Max-Planck-Institut für Kohlenforschung, Kaiser-Wilhelm-Platz 1, 45470 Mülheim, Germany.
ChemSusChem. 2010 Feb 22;3(2):277-82. doi: 10.1002/cssc.200900123.
The direct low-temperature oxidation of methane to methanol is demonstrated on a highly active homogeneous molecular catalyst system and on heterogeneous molecular catalysts based on polymeric materials possessing ligand motifs within the material structure. The N-(2-methylpropyl)-4,5-diazacarbazolyl-dichloro-platinum(II) complex reaches significantly higher activity compared to the well-known Periana system and allows first conclusions on electronic and structural requirements for high catalytic activity in this reaction. Interestingly, comparable activities could be achieved utilizing a platinum modified poly(benzimidazole) material, which demonstrates for the first time a solid catalyst with superior activity compared to the Periana system. Although the material shows platinum leaching, improved activity and altered electronic properties, compared to the conventional Periana system, support the proposed conclusions on structure-activity relationships. In comparison, platinum modified triazine-based catalysts show lower catalytic activity, but rather stable platinum coordination even after several catalytic cycles. Based on these systems, further development of improved solid catalysts for the direct low-temperature oxidation of methane to methanol is feasible.

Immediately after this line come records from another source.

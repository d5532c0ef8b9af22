//! rpomodoro main entrypoint.

use rpomodoro::run;

fn main() {
    if let Err(e) = run() {
        eprintln!("Error: {}", e);
        std::process::exit(1);
    }
}
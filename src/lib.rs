//! rpomodoro library root.
//! Exposes the settings store, the daily total tracker, the countdown and
//! the menu loop, plus the high-level run() used by main.rs.

pub mod cli;
pub mod config;
pub mod core;
pub mod errors;
pub mod models;
pub mod store;
pub mod ui;
pub mod utils;
pub mod window;

use std::io;

use clap::Parser;
use tracing::info;

use crate::cli::parser::Cli;
use crate::config::Config;
use crate::core::countdown::CountdownRenderer;
use crate::core::menu::MenuLoop;
use crate::core::tracker::DailyTotalTracker;
use crate::errors::AppResult;
use crate::store::SettingsStore;
use crate::ui::font::BlockFont;
use crate::ui::messages::warning;
use crate::ui::notify::EndOfTimerNotifier;
use crate::ui::terminal::CrosstermDisplayFactory;
use crate::utils::clock::SystemClock;

/// Entry point used by main.rs
pub fn run() -> AppResult<()> {
    // 1️⃣ parse CLI
    let cli = Cli::parse();

    // 2️⃣ load config once, apply command-line overrides
    let mut cfg = Config::load()?;
    if let Some(data) = &cli.data {
        cfg.data_file = data.clone();
    }

    // 3️⃣ file logging (never fatal)
    let level = cli.log_level.as_deref().or(cfg.log_level.as_deref());
    if let Err(e) = utils::logging::enable_logging(&Config::log_dir(), level) {
        warning(format!("File logging disabled: {}", e));
    }

    // 4️⃣ settings record, created with defaults on first run
    let store = SettingsStore::new(cfg.data_path());
    store.init_if_missing()?;
    info!(data = %store.path().display(), "starting");

    // 5️⃣ wire the menu and hand it the real terminal
    let clock = SystemClock;
    let focus = window::default_focus();
    let font = BlockFont::new();
    let tracker = DailyTotalTracker::new(&store, &clock);
    let notifier = EndOfTimerNotifier::new(focus.as_ref(), &clock)
        .with_flashes(cfg.flash_count, cfg.flash_delay());
    let countdown = CountdownRenderer::new(&font, &clock, tracker, notifier)
        .with_tick(cfg.tick_interval())
        .with_quit_key(cfg.quit_key);

    let mut menu = MenuLoop::new(&store, tracker, countdown)
        .with_progress_segments(cfg.progress_segments);

    let stdin = io::stdin();
    let mut stdout = io::stdout();
    menu.run(stdin.lock(), &mut stdout, &mut CrosstermDisplayFactory::default())?;

    info!("bye");
    Ok(())
}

甲烷的直接低温氧化在高效均相分子催化剂体系和基于聚合材料的多相分子催化剂上得到了证明,这些聚合材料在材料结构内具有配体基序。N-(2-甲基丙基)-4,5-二氮杂咔唑基-二氯-铂(II)配合物与著名的佩里纳体系相比具有显著更高的活性,允许对该反应中高催化活性的电子和结构要求进行初步推断。有趣的是,利用一种经过铂修饰的聚(苯并咪唑)材料可以实现可比的活性,这首次证明了与佩里纳体系相比,具有优越活性的固体催化剂。尽管该材料显示出铂浸出,但与传统的佩里纳体系相比,改进的活性和改变的电子性质支持了关于结构-活性关系的提出的结论。相比之下,经过铂修饰的三嗪基催化剂显示出较低的催化活性,但即使经过几个催化循环,其铂配位也相当稳定。基于这些体系,进一步开发用于甲烷直接低温氧化为甲醇的改进的固体催化剂是可行的。